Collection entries
------------

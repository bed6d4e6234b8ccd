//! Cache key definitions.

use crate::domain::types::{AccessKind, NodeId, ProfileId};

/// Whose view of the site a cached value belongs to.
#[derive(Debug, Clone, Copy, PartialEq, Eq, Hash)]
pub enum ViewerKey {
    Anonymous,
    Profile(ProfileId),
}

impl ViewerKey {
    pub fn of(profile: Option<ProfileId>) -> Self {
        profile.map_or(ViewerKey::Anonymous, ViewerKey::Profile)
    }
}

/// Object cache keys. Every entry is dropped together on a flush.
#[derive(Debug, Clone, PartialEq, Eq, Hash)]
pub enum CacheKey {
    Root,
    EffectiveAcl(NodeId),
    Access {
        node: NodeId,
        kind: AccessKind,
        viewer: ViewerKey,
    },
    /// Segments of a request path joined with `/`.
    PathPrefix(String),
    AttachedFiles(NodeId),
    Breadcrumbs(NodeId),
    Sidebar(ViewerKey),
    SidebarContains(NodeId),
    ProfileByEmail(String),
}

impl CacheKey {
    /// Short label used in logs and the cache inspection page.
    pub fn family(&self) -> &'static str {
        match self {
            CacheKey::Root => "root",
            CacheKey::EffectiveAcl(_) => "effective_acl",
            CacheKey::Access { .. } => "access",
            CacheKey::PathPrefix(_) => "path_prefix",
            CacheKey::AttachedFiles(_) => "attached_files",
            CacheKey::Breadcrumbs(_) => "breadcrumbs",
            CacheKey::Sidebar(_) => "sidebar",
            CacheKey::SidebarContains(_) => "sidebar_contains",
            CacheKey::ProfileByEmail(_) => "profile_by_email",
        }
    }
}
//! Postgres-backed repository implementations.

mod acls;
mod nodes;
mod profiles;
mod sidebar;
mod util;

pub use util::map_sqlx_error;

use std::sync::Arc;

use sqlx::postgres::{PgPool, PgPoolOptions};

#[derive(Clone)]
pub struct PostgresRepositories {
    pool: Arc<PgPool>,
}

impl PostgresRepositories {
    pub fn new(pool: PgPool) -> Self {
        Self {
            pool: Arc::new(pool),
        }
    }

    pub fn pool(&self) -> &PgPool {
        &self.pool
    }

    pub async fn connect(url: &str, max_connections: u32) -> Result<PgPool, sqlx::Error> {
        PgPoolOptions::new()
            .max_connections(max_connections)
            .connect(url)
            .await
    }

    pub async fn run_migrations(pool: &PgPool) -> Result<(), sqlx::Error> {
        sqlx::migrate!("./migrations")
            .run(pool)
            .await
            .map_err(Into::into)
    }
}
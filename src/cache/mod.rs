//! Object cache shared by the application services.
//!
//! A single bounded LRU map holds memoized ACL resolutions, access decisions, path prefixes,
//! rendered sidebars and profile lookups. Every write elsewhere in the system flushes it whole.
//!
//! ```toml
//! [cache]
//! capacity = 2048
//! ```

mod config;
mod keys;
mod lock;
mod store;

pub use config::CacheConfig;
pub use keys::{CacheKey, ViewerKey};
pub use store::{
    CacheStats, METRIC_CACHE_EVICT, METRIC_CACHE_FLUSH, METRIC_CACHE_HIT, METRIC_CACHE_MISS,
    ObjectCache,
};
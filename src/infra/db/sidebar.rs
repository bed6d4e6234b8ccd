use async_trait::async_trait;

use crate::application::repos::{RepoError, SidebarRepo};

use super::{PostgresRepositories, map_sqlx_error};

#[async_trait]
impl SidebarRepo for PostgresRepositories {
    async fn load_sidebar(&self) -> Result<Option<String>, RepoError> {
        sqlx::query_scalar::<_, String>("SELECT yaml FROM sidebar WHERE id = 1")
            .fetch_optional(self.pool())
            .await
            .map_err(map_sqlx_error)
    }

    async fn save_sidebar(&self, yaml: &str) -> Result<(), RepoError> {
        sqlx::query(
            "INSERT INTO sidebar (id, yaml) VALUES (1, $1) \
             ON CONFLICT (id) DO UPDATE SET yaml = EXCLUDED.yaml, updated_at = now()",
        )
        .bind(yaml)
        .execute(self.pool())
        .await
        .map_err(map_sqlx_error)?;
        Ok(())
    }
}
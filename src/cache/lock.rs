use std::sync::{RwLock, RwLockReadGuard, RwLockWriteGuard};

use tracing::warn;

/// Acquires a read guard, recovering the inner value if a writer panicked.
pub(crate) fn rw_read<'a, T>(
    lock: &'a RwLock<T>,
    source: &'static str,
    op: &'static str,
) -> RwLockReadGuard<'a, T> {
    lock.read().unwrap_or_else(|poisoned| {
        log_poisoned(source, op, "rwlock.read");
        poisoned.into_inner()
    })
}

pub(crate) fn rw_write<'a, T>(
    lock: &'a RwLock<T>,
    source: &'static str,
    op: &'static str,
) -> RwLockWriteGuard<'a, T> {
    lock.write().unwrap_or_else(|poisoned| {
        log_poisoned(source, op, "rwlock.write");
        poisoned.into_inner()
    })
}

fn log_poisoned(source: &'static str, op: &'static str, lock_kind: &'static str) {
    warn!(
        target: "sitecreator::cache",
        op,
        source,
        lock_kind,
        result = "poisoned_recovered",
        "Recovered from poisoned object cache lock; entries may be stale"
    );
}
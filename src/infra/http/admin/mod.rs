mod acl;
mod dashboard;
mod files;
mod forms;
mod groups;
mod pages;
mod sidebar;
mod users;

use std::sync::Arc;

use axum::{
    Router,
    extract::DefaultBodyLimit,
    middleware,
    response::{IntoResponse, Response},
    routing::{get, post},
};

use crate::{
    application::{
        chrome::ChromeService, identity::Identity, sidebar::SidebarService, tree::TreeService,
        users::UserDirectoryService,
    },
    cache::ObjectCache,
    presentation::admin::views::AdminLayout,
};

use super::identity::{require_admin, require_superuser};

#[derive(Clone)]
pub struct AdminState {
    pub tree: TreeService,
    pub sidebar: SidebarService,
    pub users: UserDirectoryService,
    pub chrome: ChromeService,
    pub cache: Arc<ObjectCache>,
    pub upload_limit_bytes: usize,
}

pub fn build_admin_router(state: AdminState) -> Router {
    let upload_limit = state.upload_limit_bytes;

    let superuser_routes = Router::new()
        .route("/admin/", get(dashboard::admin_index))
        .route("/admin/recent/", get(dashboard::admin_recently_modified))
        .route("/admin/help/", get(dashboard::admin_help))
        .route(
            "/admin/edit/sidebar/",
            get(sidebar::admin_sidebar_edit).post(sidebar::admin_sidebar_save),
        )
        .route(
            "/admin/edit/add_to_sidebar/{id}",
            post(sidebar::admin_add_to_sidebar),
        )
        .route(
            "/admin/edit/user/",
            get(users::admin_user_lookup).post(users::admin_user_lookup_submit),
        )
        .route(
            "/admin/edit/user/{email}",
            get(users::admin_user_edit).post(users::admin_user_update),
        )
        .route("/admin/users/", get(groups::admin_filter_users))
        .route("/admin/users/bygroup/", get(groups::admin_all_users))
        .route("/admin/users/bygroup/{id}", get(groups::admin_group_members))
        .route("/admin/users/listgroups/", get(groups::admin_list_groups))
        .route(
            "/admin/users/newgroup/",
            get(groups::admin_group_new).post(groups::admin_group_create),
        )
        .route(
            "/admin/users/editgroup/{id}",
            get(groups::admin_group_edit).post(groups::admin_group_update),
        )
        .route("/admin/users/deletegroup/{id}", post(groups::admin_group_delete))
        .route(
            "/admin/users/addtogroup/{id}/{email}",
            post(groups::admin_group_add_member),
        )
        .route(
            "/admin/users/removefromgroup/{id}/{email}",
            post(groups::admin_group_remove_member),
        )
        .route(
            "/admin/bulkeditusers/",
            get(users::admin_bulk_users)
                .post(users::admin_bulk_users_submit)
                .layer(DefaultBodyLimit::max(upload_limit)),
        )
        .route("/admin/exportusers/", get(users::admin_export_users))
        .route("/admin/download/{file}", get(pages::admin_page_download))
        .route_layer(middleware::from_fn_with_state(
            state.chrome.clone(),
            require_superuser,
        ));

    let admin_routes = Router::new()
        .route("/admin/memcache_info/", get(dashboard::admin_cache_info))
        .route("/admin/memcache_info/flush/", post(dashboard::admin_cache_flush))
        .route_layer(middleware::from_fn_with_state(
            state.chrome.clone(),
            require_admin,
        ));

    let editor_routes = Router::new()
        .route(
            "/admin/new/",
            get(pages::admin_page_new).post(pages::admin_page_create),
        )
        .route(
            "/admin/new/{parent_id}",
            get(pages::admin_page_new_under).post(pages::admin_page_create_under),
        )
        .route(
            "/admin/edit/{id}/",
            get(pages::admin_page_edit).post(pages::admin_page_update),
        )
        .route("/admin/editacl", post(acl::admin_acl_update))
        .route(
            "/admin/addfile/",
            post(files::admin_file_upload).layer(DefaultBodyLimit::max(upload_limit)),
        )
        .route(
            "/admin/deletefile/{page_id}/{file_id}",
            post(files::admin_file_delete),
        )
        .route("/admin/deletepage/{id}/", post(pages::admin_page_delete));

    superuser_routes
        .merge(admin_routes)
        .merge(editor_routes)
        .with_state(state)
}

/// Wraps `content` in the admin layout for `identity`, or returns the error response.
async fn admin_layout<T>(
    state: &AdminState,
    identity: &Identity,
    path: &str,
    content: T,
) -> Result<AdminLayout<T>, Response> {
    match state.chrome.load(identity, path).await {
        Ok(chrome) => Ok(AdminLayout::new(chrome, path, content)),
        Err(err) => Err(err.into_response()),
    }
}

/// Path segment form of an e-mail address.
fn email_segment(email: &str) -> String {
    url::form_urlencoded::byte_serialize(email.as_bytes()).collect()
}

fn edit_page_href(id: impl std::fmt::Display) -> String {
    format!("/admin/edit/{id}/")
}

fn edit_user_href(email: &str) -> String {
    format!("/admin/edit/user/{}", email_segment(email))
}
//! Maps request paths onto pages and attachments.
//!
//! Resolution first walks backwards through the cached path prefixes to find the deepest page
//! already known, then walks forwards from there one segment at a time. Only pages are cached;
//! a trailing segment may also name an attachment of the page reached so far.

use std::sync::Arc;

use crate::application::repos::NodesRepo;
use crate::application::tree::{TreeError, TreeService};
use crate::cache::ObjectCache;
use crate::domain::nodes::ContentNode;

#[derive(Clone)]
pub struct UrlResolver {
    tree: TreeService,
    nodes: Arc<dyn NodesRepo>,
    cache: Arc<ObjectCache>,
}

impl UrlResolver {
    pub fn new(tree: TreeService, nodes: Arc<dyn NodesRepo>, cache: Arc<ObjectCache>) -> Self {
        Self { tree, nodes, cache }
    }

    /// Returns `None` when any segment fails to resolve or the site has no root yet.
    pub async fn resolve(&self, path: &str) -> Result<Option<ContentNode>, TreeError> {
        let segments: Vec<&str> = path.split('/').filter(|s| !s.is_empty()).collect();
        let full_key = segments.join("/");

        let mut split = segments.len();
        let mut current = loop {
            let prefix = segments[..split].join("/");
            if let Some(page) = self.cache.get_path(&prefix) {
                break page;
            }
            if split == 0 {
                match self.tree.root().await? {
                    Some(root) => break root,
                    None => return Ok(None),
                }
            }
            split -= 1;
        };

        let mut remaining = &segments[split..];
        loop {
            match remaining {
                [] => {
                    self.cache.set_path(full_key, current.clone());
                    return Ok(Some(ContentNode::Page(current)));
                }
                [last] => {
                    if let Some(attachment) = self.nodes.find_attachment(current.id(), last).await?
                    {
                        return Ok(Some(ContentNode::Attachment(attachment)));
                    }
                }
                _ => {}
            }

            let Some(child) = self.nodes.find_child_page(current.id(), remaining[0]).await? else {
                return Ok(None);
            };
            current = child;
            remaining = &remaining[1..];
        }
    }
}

------------

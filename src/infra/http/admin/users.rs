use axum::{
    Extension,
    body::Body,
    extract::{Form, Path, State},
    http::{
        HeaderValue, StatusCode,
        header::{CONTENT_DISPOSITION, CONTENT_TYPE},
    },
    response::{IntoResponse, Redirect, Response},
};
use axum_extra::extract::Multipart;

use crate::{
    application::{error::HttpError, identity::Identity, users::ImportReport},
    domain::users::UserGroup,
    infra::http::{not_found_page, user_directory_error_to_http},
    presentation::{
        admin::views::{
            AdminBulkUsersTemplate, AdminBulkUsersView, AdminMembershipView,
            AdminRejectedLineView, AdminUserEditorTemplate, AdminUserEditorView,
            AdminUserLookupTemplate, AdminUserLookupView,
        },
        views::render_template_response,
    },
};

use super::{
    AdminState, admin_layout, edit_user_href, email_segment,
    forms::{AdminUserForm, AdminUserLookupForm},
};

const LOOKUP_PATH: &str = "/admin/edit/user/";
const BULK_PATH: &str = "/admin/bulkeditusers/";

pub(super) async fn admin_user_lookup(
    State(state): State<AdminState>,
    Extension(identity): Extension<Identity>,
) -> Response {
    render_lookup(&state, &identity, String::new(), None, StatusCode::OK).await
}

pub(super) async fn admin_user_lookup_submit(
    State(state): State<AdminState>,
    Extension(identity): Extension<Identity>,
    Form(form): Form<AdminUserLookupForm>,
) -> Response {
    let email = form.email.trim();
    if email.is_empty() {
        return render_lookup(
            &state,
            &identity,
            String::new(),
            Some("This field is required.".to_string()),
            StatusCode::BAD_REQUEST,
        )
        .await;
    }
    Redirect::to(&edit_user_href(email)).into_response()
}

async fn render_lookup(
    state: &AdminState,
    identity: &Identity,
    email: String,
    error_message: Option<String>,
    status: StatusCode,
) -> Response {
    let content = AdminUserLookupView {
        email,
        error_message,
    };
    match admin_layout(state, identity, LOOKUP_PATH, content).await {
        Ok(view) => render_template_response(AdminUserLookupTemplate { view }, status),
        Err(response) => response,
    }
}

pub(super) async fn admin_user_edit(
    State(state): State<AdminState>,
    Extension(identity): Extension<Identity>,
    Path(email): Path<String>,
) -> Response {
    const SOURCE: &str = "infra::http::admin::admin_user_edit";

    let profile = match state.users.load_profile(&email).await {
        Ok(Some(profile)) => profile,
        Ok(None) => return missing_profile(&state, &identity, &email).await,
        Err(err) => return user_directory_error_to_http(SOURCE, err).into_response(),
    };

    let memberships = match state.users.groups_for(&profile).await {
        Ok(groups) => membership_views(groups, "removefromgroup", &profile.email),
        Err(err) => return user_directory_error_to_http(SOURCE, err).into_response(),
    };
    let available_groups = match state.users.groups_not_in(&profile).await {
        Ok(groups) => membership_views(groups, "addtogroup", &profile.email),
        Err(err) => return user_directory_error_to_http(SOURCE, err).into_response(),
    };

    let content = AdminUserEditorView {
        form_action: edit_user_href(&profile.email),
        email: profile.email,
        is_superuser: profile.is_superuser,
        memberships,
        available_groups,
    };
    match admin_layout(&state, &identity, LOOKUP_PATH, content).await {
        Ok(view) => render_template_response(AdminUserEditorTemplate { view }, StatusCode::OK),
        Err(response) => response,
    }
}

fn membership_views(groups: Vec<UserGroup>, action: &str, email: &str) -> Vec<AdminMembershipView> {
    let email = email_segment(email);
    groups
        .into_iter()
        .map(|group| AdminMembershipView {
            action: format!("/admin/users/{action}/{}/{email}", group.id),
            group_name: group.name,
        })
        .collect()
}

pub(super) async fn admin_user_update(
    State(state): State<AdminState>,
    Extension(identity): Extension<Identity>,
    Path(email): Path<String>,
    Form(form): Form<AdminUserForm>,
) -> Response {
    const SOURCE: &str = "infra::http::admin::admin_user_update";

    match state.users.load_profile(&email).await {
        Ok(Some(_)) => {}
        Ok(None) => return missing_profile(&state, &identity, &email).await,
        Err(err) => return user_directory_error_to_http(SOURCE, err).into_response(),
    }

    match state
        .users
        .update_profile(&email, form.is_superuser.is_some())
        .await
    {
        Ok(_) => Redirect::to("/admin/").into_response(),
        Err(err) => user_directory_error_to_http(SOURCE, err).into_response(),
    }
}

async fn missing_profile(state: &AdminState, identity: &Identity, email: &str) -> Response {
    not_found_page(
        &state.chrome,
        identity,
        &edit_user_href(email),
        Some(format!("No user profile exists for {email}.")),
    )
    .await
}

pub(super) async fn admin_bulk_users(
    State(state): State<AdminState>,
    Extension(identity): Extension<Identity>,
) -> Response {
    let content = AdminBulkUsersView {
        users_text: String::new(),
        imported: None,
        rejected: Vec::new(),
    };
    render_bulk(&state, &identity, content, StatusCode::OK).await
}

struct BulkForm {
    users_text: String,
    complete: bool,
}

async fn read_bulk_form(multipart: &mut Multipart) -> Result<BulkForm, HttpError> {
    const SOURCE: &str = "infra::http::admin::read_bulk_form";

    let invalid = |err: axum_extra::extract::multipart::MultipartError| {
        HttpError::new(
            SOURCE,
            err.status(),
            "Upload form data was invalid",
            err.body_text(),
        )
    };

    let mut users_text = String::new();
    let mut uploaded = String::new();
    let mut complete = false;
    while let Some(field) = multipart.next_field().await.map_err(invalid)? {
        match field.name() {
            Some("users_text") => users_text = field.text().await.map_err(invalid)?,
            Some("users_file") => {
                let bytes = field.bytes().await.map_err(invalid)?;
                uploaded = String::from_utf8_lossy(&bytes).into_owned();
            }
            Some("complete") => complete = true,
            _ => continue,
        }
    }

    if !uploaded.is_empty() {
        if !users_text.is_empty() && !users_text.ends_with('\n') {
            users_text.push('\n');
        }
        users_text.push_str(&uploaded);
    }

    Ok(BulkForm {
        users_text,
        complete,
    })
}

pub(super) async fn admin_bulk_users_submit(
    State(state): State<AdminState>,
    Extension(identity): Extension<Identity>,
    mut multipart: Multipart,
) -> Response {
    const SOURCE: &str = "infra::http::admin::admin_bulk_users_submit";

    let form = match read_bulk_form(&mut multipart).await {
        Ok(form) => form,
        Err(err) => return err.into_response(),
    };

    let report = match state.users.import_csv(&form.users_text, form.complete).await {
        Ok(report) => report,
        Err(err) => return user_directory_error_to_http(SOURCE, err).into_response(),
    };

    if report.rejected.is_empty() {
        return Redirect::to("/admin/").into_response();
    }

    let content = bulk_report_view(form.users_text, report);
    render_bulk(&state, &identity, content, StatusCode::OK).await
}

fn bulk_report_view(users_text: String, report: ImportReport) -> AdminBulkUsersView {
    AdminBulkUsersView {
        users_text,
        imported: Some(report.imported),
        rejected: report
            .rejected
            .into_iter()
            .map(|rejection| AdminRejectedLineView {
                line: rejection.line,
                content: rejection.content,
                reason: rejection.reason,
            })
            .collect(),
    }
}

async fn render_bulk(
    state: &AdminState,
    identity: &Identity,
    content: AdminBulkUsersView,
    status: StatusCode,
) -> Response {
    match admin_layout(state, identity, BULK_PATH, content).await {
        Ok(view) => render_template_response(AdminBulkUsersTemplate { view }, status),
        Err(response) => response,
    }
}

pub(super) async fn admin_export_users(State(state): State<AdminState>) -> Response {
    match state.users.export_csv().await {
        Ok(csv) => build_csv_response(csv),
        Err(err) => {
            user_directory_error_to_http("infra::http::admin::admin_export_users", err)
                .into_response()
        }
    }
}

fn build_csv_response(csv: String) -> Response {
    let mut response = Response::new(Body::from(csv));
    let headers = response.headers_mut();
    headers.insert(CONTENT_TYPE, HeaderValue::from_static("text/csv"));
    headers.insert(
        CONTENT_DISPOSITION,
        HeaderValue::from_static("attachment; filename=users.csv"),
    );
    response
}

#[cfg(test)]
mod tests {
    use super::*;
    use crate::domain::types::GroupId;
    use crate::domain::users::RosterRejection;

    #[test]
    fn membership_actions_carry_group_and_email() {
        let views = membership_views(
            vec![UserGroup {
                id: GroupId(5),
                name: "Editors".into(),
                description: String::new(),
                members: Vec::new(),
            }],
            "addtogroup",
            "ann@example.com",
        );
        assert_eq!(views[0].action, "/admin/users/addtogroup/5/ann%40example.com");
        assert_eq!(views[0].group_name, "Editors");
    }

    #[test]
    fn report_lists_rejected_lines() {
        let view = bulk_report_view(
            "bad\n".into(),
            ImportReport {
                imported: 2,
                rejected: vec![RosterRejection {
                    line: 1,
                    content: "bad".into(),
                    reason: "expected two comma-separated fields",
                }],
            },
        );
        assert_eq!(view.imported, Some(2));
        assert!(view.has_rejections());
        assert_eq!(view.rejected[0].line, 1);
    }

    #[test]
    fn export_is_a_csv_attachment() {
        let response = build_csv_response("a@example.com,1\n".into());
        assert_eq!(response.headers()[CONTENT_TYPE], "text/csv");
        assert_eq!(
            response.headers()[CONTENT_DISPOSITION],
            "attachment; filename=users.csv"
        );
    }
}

------------

### WORK ITEM
Write out each line above that contains the word "AdminLayout".

### WRITTEN RESPONSE
    presentation::admin::views::AdminLayout,
) -> Result<AdminLayout<T>, Response> {
        Ok(chrome) => Ok(AdminLayout::new(chrome, path, content)),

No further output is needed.